The intuitive data interpretation project seeks to transform the binary decision between upfront and lazy curation into a gradient by making ETL processes operate “On-Demand”.  An ETL pipeline with On-Demand capabilities identifies potential tradeoffs between curation efforts — for example updating a log-file extraction task for a new log format, or adjusting batch-processing frequencies — and the effects of those efforts on the reliability of queries over the information extracted by the ETL process.  In the steady state, an On-Demand ETL process does not differ from traditional ETL.  However, tracking information reliability relative to a given query workload allows curation tasks to be performed adaptively, deferring unnecessary tasks until they are truly necessary.

We have created a system called Mimir (http://github.com/okennedy/mimir).  Mimir generalizes materialized views into a construct called “Lenses” associates potential sources of error with matching curation efforts.  Mimir uses a form of provenance to trace each query result to the set of Lenses that could affect it.  This provenance is initially used to annotate query results with metrics (margins of error, outliers, standard deviation, etc…) that outline the potential effects of data and process uncertainty on the query result.  If the user deems the results to be too uncertain, Mimir then uses the provenance to rank potential curation tasks based on their cost and ability to reduce uncertainty in query outputs.  

Our proof of concept implementation of Mimir demonstrates a Lens for enforcing domain constraints, and will soon include Lenses for schema matching and sampling (under development).  For these Lenses, curation tasks manipulate the data being queried.  For the next phase of the project, we propose to explore Lenses for which curation tasks manipulate the information extraction process itself.  As a focusing example, we will explore the process of extracting structured information from unstructured formats like log data.  Such processes that extract structured information from application logs typically need to evolve as the application does. Errors in this setting can arise as applications add new types of log messages or modify existing log message formats, or if there are unhanded corner-cases in the information extraction process.  As errors arise, the extraction process must be updated.  
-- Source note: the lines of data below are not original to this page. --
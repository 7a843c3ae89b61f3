//! Trains, their motion along the track, and the control modes that govern their authority.

pub(crate) use coupling::COUPLING_DISTANCE;
pub use mode::{Capabilities, ControlMode, OutOfControlReason, TrainKind};

use self::lookahead::Lookahead;
use self::manual::SwitchMarker;
use self::speed::SpeedController;
use crate::authority::{Authority, EndAuthority};
use crate::config::AuthorityConfig;
use crate::deadlock::DeadlockInfo;
use crate::network::TrackNetwork;
use crate::route::{Route, RouteElement, TrainPath};
use crate::util::{u8_enum, DISTANCE_EPSILON};
use crate::{SectionId, TrainId};
use log::debug;
#[cfg(feature = "serde")]
use serde::{Deserialize, Serialize};
use std::collections::VecDeque;
use std::fmt;

mod coupling;
mod lookahead;
mod manual;
mod mode;
mod node_control;
mod signal_control;
mod speed;

/// How far short of the end of a leg a standing train may be and still reverse onto the next one.
const REVERSAL_TOLERANCE: f64 = 5.0; // m

/// The public, stable number of a train.
#[derive(Clone, Copy, Debug, PartialEq, Eq, PartialOrd, Ord, Hash)]
#[cfg_attr(feature = "serde", derive(Serialize, Deserialize), serde(transparent))]
pub struct TrainNumber(pub u32);

impl fmt::Display for TrainNumber {
    fn fmt(&self, f: &mut fmt::Formatter<'_>) -> fmt::Result {
        write!(f, "{}", self.0)
    }
}

/// Which of a train's two routes a reservation belongs to.
#[derive(Clone, Copy, Debug, PartialEq, Eq, Hash)]
#[cfg_attr(
    feature = "serde",
    derive(Serialize, Deserialize),
    serde(into = "u8", try_from = "u8")
)]
pub enum RouteSide {
    /// Ahead of the train's front.
    Ahead = 0,
    /// Behind the train's rear, only used in manual and explorer mode.
    Behind = 1,
}

u8_enum!(RouteSide { Ahead, Behind });

impl RouteSide {
    pub const BOTH: [RouteSide; 2] = [RouteSide::Ahead, RouteSide::Behind];

    pub(crate) fn index(self) -> usize {
        self as usize
    }
}

/// How sections and signals refer to a train.
#[derive(Clone, Copy, Debug, PartialEq, Eq)]
#[cfg_attr(feature = "serde", derive(Serialize, Deserialize))]
pub struct TrainHandle {
    pub train: TrainId,
    pub number: TrainNumber,
    pub side: RouteSide,
}

impl TrainHandle {
    pub fn new(train: TrainId, number: TrainNumber, side: RouteSide) -> Self {
        Self {
            train,
            number,
            side,
        }
    }
}

/// The attributes of a simulated train.
#[derive(Clone, Copy, Debug, PartialEq)]
#[cfg_attr(feature = "serde", derive(Serialize, Deserialize))]
pub struct TrainAttributes {
    /// What drives the train.
    pub kind: TrainKind,
    /// The train length in m.
    pub length: f64,
    /// The maximum speed in m/s.
    pub max_speed: f64,
    /// The maximum acceleration in m/s^2.
    pub max_acc: f64,
    /// The service braking deceleration, a positive number in m/s^2.
    pub brake_dec: f64,
}

/// Where one end of a train is.
#[derive(Clone, Copy, Debug, PartialEq)]
#[cfg_attr(feature = "serde", derive(Serialize, Deserialize))]
pub struct TrainPosition {
    /// The section, traversed in the direction the train faces.
    pub element: RouteElement,
    /// Distance from the entry end of the section, in the train's direction, in m.
    pub offset: f64,
    /// Index of the section in the route on this end's side.
    pub route_index: usize,
}

/// A simulated train.
#[derive(Clone, Debug)]
#[cfg_attr(feature = "serde", derive(Serialize, Deserialize))]
pub struct Train {
    /// The train's ID.
    pub(crate) id: TrainId,
    /// The train's public number.
    number: TrainNumber,
    /// What drives the train.
    kind: TrainKind,
    /// The train length in m.
    length: f64,
    /// The maximum speed in m/s.
    max_speed: f64,
    /// The speed in m/s, never negative.
    speed: f64,
    /// Whether the train is moving rear first.
    moving_backward: bool,
    /// The speed requested by the driver in m/s; negative means backwards.
    target_speed: Option<f64>,
    /// The speed controller.
    controller: SpeedController,
    /// The front of the train.
    front: TrainPosition,
    /// The rear of the train. Its element faces the same way as the train.
    rear: TrainPosition,
    /// The sections under the train, rear first.
    occupied: VecDeque<RouteElement>,
    /// The path the train was given.
    path: TrainPath,
    /// The routes ahead and behind. The route behind is only used in manual and explorer mode.
    routes: [Route; 2],
    /// The control mode.
    mode: ControlMode,
    /// Why the train is out of control.
    out_of_control: Option<OutOfControlReason>,
    /// The authority on either side.
    authority: [Authority; 2],
    /// Why the last node clearance stopped.
    node_end: EndAuthority,
    /// The objects ahead and pending speed limits.
    lookahead: Lookahead,
    /// The deadlock boundaries along the route.
    deadlock: DeadlockInfo,
    /// Facing switches set against the train in manual mode.
    switch_marker: [Option<SwitchMarker>; 2],
    /// The odometer reading in m.
    distance_travelled: f64,
    /// Whether the route changed since deadlocks were last checked.
    route_changed: bool,
    /// Whether a new route must be found once the train stands.
    regenerate: bool,
}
As part of the proposed work, we plan to address three specific challenges arising from Lenses modeling evolving processes.  First, for larger source data, efficient query processing requires the information to be maintained in a materialized view.  As the Lens evolves, so too will its materialized output.  However, minor changes to the Lens may not require full re-materialization.  Our initial goal will be to develop a form of incremental view maintenance that reacts to changes in the query rather than changes in the data.  

Second, as the base data evolves, information quality will decrease as the extraction process grows progressively more out-of-date.  Our goal is to minimize this degradation by adopting techniques like the “Flexible Schema Data” management techniques being pioneered by Zhen Hua Liu, as well as a combination of machine learning techniques and careful design patterns.  For example, consider a pattern that matches and extracts structure from a out of memory error log messages.  If the format of memory log errors changes (e.g., to add a new field), can we still use the old pattern to extract (approximate) information from the new messages.  Even if the new format can not be extracted completely, it may still be possible to extract specific features from the new entry format (e.g., that the format implies a memory error).

Finally, time permitting, we will explore the idea of post-hoc query feedback.  As a Lens evolves, queries written for and run on earlier incarnations of the lens may become invalid.  For example, changes in information granularity may result in queries being run on earlier versions of the data being invalidated or producing results with unexpectedly high levels of uncertainty.  We would like to allow users to register queries for uncertainty monitoring.  As the lens evolves, as errors are introduced, and as errors are resolved, the system will notify the user if the margin of error on the user’s query results becomes too large.